**Task objective**. What lines of the data below include the word "VoiceAnalysis"? Report them by copying each.

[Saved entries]
===============

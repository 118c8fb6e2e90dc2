//! The AI Community Client contract (C3, §4.5) — the interface every
//! channel processor calls to assemble an ephemeral reviewer community,
//! submit content, and retrieve a consensus verdict.
//!
//! Two variants exist in the corpus this spec distills from (an HTTP-backed
//! client and a mock); per SPEC_FULL §4.10 this crate keeps the contract,
//! ships one production transport (`http_client::HttpCommunityClient`) and
//! one deterministic stub (`stub::StubCommunityClient`) that reproduces the
//! same consensus math so tests are portable between them.

pub mod consensus;
pub mod http_client;
pub mod personas;
pub mod stub;

use async_trait::async_trait;
use thiserror::Error;

use crate::model::{Community, CommunityReview, PersonaInfo};

#[derive(Debug, Error)]
pub enum CommunityError {
    #[error("failed to create community: {0}")]
    CreationError(String),
    #[error("failed to submit for review: {0}")]
    SubmissionError(String),
    #[error("not found: {0}")]
    NotFound(String),
}

/// C3. Implementors must be `Send + Sync` and safe to share behind an `Arc`
/// across every processor (design note: "callers treat the client as
/// thread-safe").
#[async_trait]
pub trait CommunityClient: Send + Sync {
    async fn create_community(&self, topic: &str, persona_count: usize) -> Result<Community, CommunityError>;

    async fn submit_for_review(&self, community_id: &str, content: &str) -> Result<CommunityReview, CommunityError>;

    async fn get_review_status(&self, review_id: &str) -> Result<CommunityReview, CommunityError>;

    async fn get_community_members(&self, community_id: &str) -> Result<Vec<PersonaInfo>, CommunityError>;
}
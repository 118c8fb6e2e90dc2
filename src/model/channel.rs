use std::collections::HashMap;

use serde::Serialize;

#[derive(Debug, Clone, Serialize, Default)]
pub struct DiscordAuthor {
    pub id: Option<String>,
    pub username: Option<String>,
    pub avatar: Option<String>,
    pub bot: bool,
}

#[derive(Debug, Clone, Serialize)]
pub struct DiscordAttachment {
    pub url: String,
    pub filename: Option<String>,
}

#[derive(Debug, Clone, Serialize)]
pub struct DiscordEmbed {
    pub title: Option<String>,
    pub description: Option<String>,
}

#[derive(Debug, Clone, Serialize)]
pub struct DiscordMessage {
    pub content: String,
    pub channel_id: Option<String>,
    pub guild_id: Option<String>,
    pub author: Option<DiscordAuthor>,
    pub attachments: Vec<DiscordAttachment>,
    pub embeds: Vec<DiscordEmbed>,
}

#[derive(Debug, Clone, Serialize)]
pub struct SmsMessage {
    pub id: Option<String>,
    pub from: String,
    pub to: Option<String>,
    pub body: String,
    pub message_sid: Option<String>,
    pub status: Option<String>,
    pub direction: Option<String>,
    pub country: Option<String>,
    pub region: Option<String>,
    pub carrier: Option<String>,
    pub message_type: Option<String>,
    pub media_urls: Vec<String>,
    pub metadata: HashMap<String, String>,
}

#[derive(Debug, Clone, Serialize)]
pub struct VoiceAnalysis {
    pub sentiment_score: Option<f64>,
    pub stress_level: Option<f64>,
    pub speech_rate: Option<f64>,
    pub speaker_gender: Option<String>,
    pub estimated_age: Option<i64>,
    pub accent_region: Option<String>,
    pub background_noise: Option<f64>,
    pub audio_quality: Option<f64>,
    pub voiceprint_id: Option<String>,
    pub emotion_scores: HashMap<String, f64>,
}

#[derive(Debug, Clone, Serialize)]
pub struct VoiceMessage {
    pub id: Option<String>,
    pub from: String,
    pub to: Option<String>,
    pub call_sid: Option<String>,
    pub recording_url: Option<String>,
    pub recording_duration: f64,
    pub transcription: Option<String>,
    pub confidence: Option<f64>,
    pub language: Option<String>,
    pub audio_format: Option<String>,
    pub file_size: i64,
    pub direction: Option<String>,
    pub status: Option<String>,
    pub country: Option<String>,
    pub carrier: Option<String>,
    pub voice_analysis: Option<VoiceAnalysis>,
    pub metadata: HashMap<String, String>,
}

#[derive(Debug, Clone, Serialize)]
pub struct IrcUserInfo {
    pub nickname: Option<String>,
    pub username: Option<String>,
    pub hostname: Option<String>,
    pub real_name: Option<String>,
    pub is_op: bool,
    pub is_voice: bool,
    pub idle_time: i64,
    pub channels: Vec<String>,
}

#[derive(Debug, Clone, Serialize)]
pub struct IrcMessage {
    pub id: Option<String>,
    pub kind: Option<String>,
    pub from: String,
    pub to: Option<String>,
    pub message: String,
    pub channel: Option<String>,
    pub server: Option<String>,
    pub is_private: bool,
    pub user_info: Option<IrcUserInfo>,
    pub metadata: HashMap<String, String>,
}

#[derive(Debug, Clone, Serialize, Default)]
pub struct SdCardFile {
    pub path: String,
    pub name: String,
    pub extension: String,
    pub size: u64,
    pub mtime: Option<chrono::DateTime<chrono::Utc>>,
    pub permissions: String,
    pub is_hidden: bool,
    pub is_executable: bool,
    pub hash: Option<String>,
    pub content_snippet: Option<String>,
    pub threat_flags: Vec<String>,
}

#[derive(Debug, Clone, Serialize)]
pub struct SdCardData {
    pub id: Option<String>,
    pub device_path: Option<String>,
    pub mount_point: Option<String>,
    pub file_system: Option<String>,
    pub total_size: i64,
    pub used_size: i64,
    pub files: Vec<SdCardFile>,
}
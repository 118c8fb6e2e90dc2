//! Small display/time helpers shared across the crate.

use std::fmt;

/// Truncates a string for log lines so a hostile payload can't blow up a
/// terminal or log shipper.
pub struct TruncateDisplay<'a> {
    value: &'a str,
    limit: usize,
}

impl<'a> TruncateDisplay<'a> {
    pub fn new(value: &'a str, limit: usize) -> Self {
        Self { value, limit }
    }
}

impl fmt::Display for TruncateDisplay<'_> {
    fn fmt(&self, f: &mut fmt::Formatter<'_>) -> fmt::Result {
        if self.value.len() > self.limit {
            write!(f, "{}...", &self.value[..self.limit])
        } else {
            write!(f, "{}", self.value)
        }
    }
}

pub mod time {
    pub fn now_millis() -> u64 {
        coarsetime::Clock::now_since_epoch().as_millis()
    }

    pub fn now_unix_nanos() -> u128 {
        std::time::SystemTime::now()
            .duration_since(std::time::UNIX_EPOCH)
            .unwrap_or_default()
            .as_nanos()
    }
}
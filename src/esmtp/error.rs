use thiserror::Error;

#[derive(Debug, Error)]
pub enum SmtpError {
    #[error("failed to bind {0}: {1}")]
    Bind(std::net::SocketAddr, std::io::Error),
    #[error("tls configuration error: {0}")]
    Tls(String),
    #[error("session io error: {0}")]
    Io(#[from] std::io::Error),
    #[error("message exceeded the configured size limit")]
    MessageTooLarge,
    #[error("malformed command: {0}")]
    MalformedCommand(String),
}
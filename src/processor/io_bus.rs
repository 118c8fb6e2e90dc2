//! Fr0gIO bidirectional bus processor (§4.3, §6). Routes by `event_type`
//! rather than running the parse→filter→community→verdict pattern the other
//! five channels share: an `input_event` decodes to a nested `InputEvent`,
//! fans out per-channel `OutputCommand`s, and is scanned by a fixed
//! keyword/length/URL rule rather than submitted to the AI community client.
//! `status_update`/`error_notification` events are acknowledged only.

use std::collections::HashMap;
use std::sync::Arc;

use async_trait::async_trait;
use serde_json::json;

use crate::ai::CommunityClient;
use crate::config::IoBusConfig;
use crate::model::{InputEvent, InputType, OutputCommand, WebhookRequest, WebhookResponse};
use crate::processor::{threat_analysis, Processor};
use crate::value::Coercer;

pub struct IoBusProcessor {
    config: IoBusConfig,
    client: Arc<dyn CommunityClient>,
}

impl IoBusProcessor {
    pub fn new(config: IoBusConfig, client: Arc<dyn CommunityClient>) -> Self {
        Self { config, client }
    }

    fn parse_event(body: &Coercer) -> Option<InputEvent> {
        let event = body.object("event")?;
        let kind = InputType::parse(&event.string_or("type", ""))?;
        let mut input = InputEvent::new(kind, event.string_or("source", ""), event.string_or("content", ""));
        if let Some(id) = event.string("id") {
            input.id = id;
        }
        if let Some(priority) = event.int("priority") {
            input.priority = priority.max(0) as u32;
        }
        for (key, value) in event.string_map("metadata") {
            input = input.with_metadata(key, json!(value));
        }
        if let Some(is_private) = event.bool("is_private") {
            input = input.with_metadata("is_private", json!(is_private));
        }
        if let Some(channel) = event.string("channel") {
            input = input.with_metadata("channel", json!(channel));
        }
        if let Some(channel_id) = event.string("channel_id") {
            input = input.with_metadata("channel_id", json!(channel_id));
        }
        Some(input)
    }

    /// §4.3: sms/voice reply to the sender; irc replies to the channel
    /// unless the inbound message was private, in which case it replies to
    /// the sender directly; discord replies to the originating channel_id.
    /// Email and sdcard events carry no reply path and generate nothing.
    fn output_command(event: &InputEvent) -> Option<OutputCommand> {
        let reply = "Event received and logged for review.";
        match event.kind {
            InputType::Sms => Some(OutputCommand::new(InputType::Sms, event.source.as_str(), reply)),
            InputType::Voice => Some(OutputCommand::new(InputType::Voice, event.source.as_str(), reply)),
            InputType::Irc => {
                let is_private = event.metadata.get("is_private").and_then(|v| v.as_bool()).unwrap_or(false);
                let target = if is_private {
                    event.source.clone()
                } else {
                    event.metadata.get("channel").and_then(|v| v.as_str()).unwrap_or(event.source.as_str()).to_string()
                };
                Some(OutputCommand::new(InputType::Irc, target, reply))
            }
            InputType::Discord => {
                let channel_id = event.metadata.get("channel_id").and_then(|v| v.as_str()).unwrap_or(event.source.as_str());
                Some(OutputCommand::new(InputType::Discord, channel_id, reply))
            }
            InputType::Email | InputType::Sdcard => None,
        }
    }
}

impl Clone for IoBusProcessor {
    fn clone(&self) -> Self {
        Self {
            config: IoBusConfig { policy: self.config.policy.clone(), community_topic: self.config.community_topic.clone() },
            client: self.client.clone(),
        }
    }
}

#[async_trait]
impl Processor for IoBusProcessor {
    fn tag(&self) -> &str {
        "io_bus"
    }

    fn description(&self) -> &str {
        "Routes Fr0gIO bus events and runs a deterministic threat scan on inbound content."
    }

    async fn process_webhook(&self, request: WebhookRequest) -> WebhookResponse {
        let body = Coercer::new(&request.body);
        let event_type = body.string_or("event_type", "");

        match event_type.as_str() {
            "input_event" => {
                let Some(event) = Self::parse_event(&body) else {
                    return WebhookResponse::err(&request.id, "io_bus input_event is missing or malformed 'event'");
                };

                let mut data = HashMap::new();
                data.insert("event_id".to_string(), json!(event.id));
                data.insert("type".to_string(), json!(event.kind.to_string()));

                if let Some(command) = Self::output_command(&event) {
                    data.insert(
                        "output_commands".to_string(),
                        json!([{"channel": command.channel.to_string(), "target": command.target, "content": command.content}]),
                    );
                }

                if let Some(analysis) = threat_analysis::analyze(&event.content) {
                    data.insert("threat_level".to_string(), json!(analysis.threat_level.to_string()));
                    data.insert("threat_score".to_string(), json!(analysis.score));
                    data.insert("threat_tags".to_string(), json!(analysis.tags));
                    data.insert(
                        "indicators".to_string(),
                        json!(analysis.indicators.iter().map(|i| json!({"category": i.category, "confidence": i.confidence})).collect::<Vec<_>>()),
                    );
                    data.insert("mitigation".to_string(), json!(analysis.mitigation));
                }

                WebhookResponse::ok(&request.id, format!("input_event routed for '{}'", event.kind)).with_data(data)
            }
            "status_update" => {
                let status = body.object("event").map(|e| e.string_or("status", "unknown")).unwrap_or_else(|| "unknown".to_string());
                let mut data = HashMap::new();
                data.insert("status".to_string(), json!(status));
                WebhookResponse::ok(&request.id, "status update acknowledged").with_data(data)
            }
            "error_notification" => {
                let error = body.object("event").and_then(|e| e.string("error")).unwrap_or_else(|| "unspecified error".to_string());
                let mut data = HashMap::new();
                data.insert("error".to_string(), json!(error));
                WebhookResponse::ok(&request.id, "error notification acknowledged").with_data(data)
            }
            _ => WebhookResponse::err(&request.id, format!("io_bus event has unknown or missing event_type '{event_type}'")),
        }
    }
}

#[cfg(test)]
mod tests {
    use super::*;
    use crate::ai::stub::StubCommunityClient;
    use serde_json::json;

    fn processor() -> IoBusProcessor {
        IoBusProcessor::new(IoBusConfig::default(), Arc::new(StubCommunityClient::new()))
    }

    fn req(body: serde_json::Value) -> WebhookRequest {
        WebhookRequest::new("req_1".to_string(), "io_bus".to_string(), "io_bus".to_string(), Default::default(), body)
    }

    #[tokio::test]
    async fn unknown_event_type_is_rejected() {
        let p = processor();
        let resp = p.process_webhook(req(json!({"event_type": "bogus"}))).await;
        assert!(!resp.success);
    }

    #[tokio::test]
    async fn benign_sms_input_event_gets_an_output_command_and_no_analysis() {
        let p = processor();
        let body = json!({"event_type": "input_event", "event": {"type": "sms", "source": "+15550001111", "content": "running late"}});
        let resp = p.process_webhook(req(body)).await;
        assert!(resp.success);
        let data = resp.data.unwrap();
        assert!(data.contains_key("output_commands"));
        assert!(!data.contains_key("threat_level"));
    }

    #[tokio::test]
    async fn malware_keyword_surfaces_a_high_threat_analysis() {
        let p = processor();
        let body = json!({"event_type": "input_event", "event": {"type": "discord", "source": "u1", "content": "payload contains malware", "channel_id": "c1"}});
        let resp = p.process_webhook(req(body)).await;
        assert!(resp.success);
        let data = resp.data.unwrap();
        assert_eq!(data.get("threat_level").unwrap(), &json!("high"));
    }

    #[tokio::test]
    async fn private_irc_event_replies_to_the_sender_not_the_channel() {
        let p = processor();
        let body = json!({
            "event_type": "input_event",
            "event": {"type": "irc", "source": "alice", "content": "hi", "channel": "#general", "is_private": true}
        });
        let resp = p.process_webhook(req(body)).await;
        assert!(resp.success);
        let data = resp.data.unwrap();
        let commands = data.get("output_commands").unwrap().as_array().unwrap();
        assert_eq!(commands[0].get("target").unwrap(), &json!("alice"));
    }

    #[tokio::test]
    async fn public_irc_event_replies_to_the_channel() {
        let p = processor();
        let body = json!({
            "event_type": "input_event",
            "event": {"type": "irc", "source": "alice", "content": "hi", "channel": "#general", "is_private": false}
        });
        let resp = p.process_webhook(req(body)).await;
        let data = resp.data.unwrap();
        let commands = data.get("output_commands").unwrap().as_array().unwrap();
        assert_eq!(commands[0].get("target").unwrap(), &json!("#general"));
    }

    #[tokio::test]
    async fn email_event_generates_no_output_command() {
        let p = processor();
        let body = json!({"event_type": "input_event", "event": {"type": "email", "source": "a@b.com", "content": "hi"}});
        let resp = p.process_webhook(req(body)).await;
        let data = resp.data.unwrap();
        assert!(!data.contains_key("output_commands"));
    }

    #[tokio::test]
    async fn status_update_is_acknowledged() {
        let p = processor();
        let resp = p.process_webhook(req(json!({"event_type": "status_update", "event": {"status": "degraded"}}))).await;
        assert!(resp.success);
        assert_eq!(resp.data.unwrap().get("status").unwrap(), &json!("degraded"));
    }

    #[tokio::test]
    async fn error_notification_is_acknowledged() {
        let p = processor();
        let resp = p.process_webhook(req(json!({"event_type": "error_notification", "event": {"error": "connector timeout"}}))).await;
        assert!(resp.success);
        assert_eq!(resp.data.unwrap().get("error").unwrap(), &json!("connector timeout"));
    }
}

===============

**Task solution**.
pub struct VoiceAnalysis {
    pub voice_analysis: Option<VoiceAnalysis>,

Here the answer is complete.